The Dukes of Savoy moved their capital to Turin in 1563, but nevertheless the present narrator, having spent a fair amount of time poring over the dispatches of English agents in the region during the reign of Queen Elizabeth, really really wanted to see Chambéry for himself. So, with sleety rain in the Savoie Alps, here we are. A Dream Fulfilled.

And that's the famous château and its humongous chapel. Let's barge in and roll all about on the floor of history!

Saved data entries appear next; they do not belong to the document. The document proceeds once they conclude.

//! Line classification
//!
//! Every physical line of an object file is one of:
//!
//! ```text
//! ObjectName               ^[A-Z][A-Za-z0-9_-]*$
//!   attributeKey: value    ^([a-z][A-Za-z0-9]*):\s*(.*)$
//!                          (blank, ignored)
//! ```
//!
//! preceded by `depth * indent_unit` spaces.

use regex::Regex;
use std::sync::LazyLock;

use crate::error::FormatError;

#[allow(clippy::expect_used)]
static OBJECT_NAME: LazyLock<Regex> =
    LazyLock::new(|| Regex::new(r"^[A-Z][A-Za-z0-9_-]*$").expect("object name pattern compiles"));

#[allow(clippy::expect_used)]
static ATTRIBUTE: LazyLock<Regex> =
    LazyLock::new(|| Regex::new(r"^([a-z][A-Za-z0-9]*):\s*(.*)$").expect("attribute pattern compiles"));

/// What a non-indentation part of a line holds
#[derive(Debug, Clone, Copy, PartialEq, Eq)]
pub enum LineKind<'a> {
    Blank,
    ObjectName(&'a str),
    Attribute { key: &'a str, value: &'a str },
}

/// A classified line
#[derive(Debug, Clone, Copy, PartialEq, Eq)]
pub struct Classified<'a> {
    /// Nesting depth in indent units; always 0 for blank lines
    pub depth: usize,
    pub kind: LineKind<'a>,
    /// The line with indentation and trailing whitespace stripped
    pub content: &'a str,
}

/// Classify one raw line
///
/// The object-name pattern is tried before the attribute pattern. Lines
/// matching neither are rejected, as are lines whose leading space count is
/// not a multiple of `indent_unit`.
pub fn classify(raw: &str, indent_unit: usize, line: usize) -> Result<Classified<'_>, FormatError> {
    let content = raw.trim();
    if content.is_empty() {
        return Ok(Classified { depth: 0, kind: LineKind::Blank, content });
    }

    let spaces = raw.len() - raw.trim_start_matches(' ').len();
    let unit = indent_unit.max(1);
    if spaces % unit != 0 {
        return Err(FormatError::IndentStep { line, spaces, unit });
    }

    let kind = if OBJECT_NAME.is_match(content) {
        LineKind::ObjectName(content)
    } else if let Some(caps) = ATTRIBUTE.captures(content) {
        match (caps.get(1), caps.get(2)) {
            (Some(key), Some(value)) => LineKind::Attribute {
                key: key.as_str(),
                value: value.as_str(),
            },
            _ => return Err(malformed(line, content)),
        }
    } else {
        return Err(malformed(line, content));
    };

    Ok(Classified { depth: spaces / unit, kind, content })
}

fn malformed(line: usize, content: &str) -> FormatError {
    FormatError::MalformedLine { line, content: content.to_string() }
}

Or Not! It's the "Vigipirate". Somebody's been listening to the Bushies again -- with their fixation on dark, shadowy, turbaned ideologues with agricultural fertilizers strapped all about their waists and BIC lighters in their evilly-grinning fists. Vigipirate ("vigilance against pirates" (pirates meaning Arabs)) is a Tom Ridge sort of 17 colors of alert system so you can always know exactly what the level of terrorist threat is. Like "today it's orange/burnt umber" -- how bad is that?? -- slightly less bad than just orange, but better than amber, but way less bad than RED!!! Oh, well, that's all right then.

Well, it was a Vigipirate Red Alert and the château was closed for the weekend, and we'd come all this way for Nothing (except a nice lunch at an outdoor café, much of which however the narrator spilt on his lap in his excitement at an article in the International Herald Tribune and had to go sponge off in the men's loo. He still blames Bush for that.).

As you might expect, we inquired of the tourist officials about what had caused this "Red Alert" for this very weekend, unluckily for us!, but the perplexing answer was that it's a Red Alert for EVERY weekend. The French are so orderly! You can plan your Red Alerts weeks in advance!

It's a little hard to guess of whom the Vigipirate was so frightened -- everybody just seemed to be going about their business, which was mainly eating at outdoor cafés and restaurants, and we never saw a single armed raghead. Just some embarrassing American culture.

It's still a lovely old town, though, and makes you wonder what it would be like to live there, in these 14th century alleys. Pretty dark.

Well, at least the Petit Train was working, and the art museum had a very fine collection of third-rate late medieval and Renaissance unknown artists. With late medieval artists, you can always fall back on judging which of them painted the ugliest Baby Jesus' face.

And of course, here in the centre of the French Resistance during World War Two, we got to view the historical displays and photographs from that terrible time. Black-and-white pictures of this very street with the nasty storm troopers marshalling the local population in rows.

And it was a nice day in the old town, and probably still sleeting in the mountains.

Street scenes

The street market

Kristin views the late medieval city prison as a cautionary tale, hopefully still in time.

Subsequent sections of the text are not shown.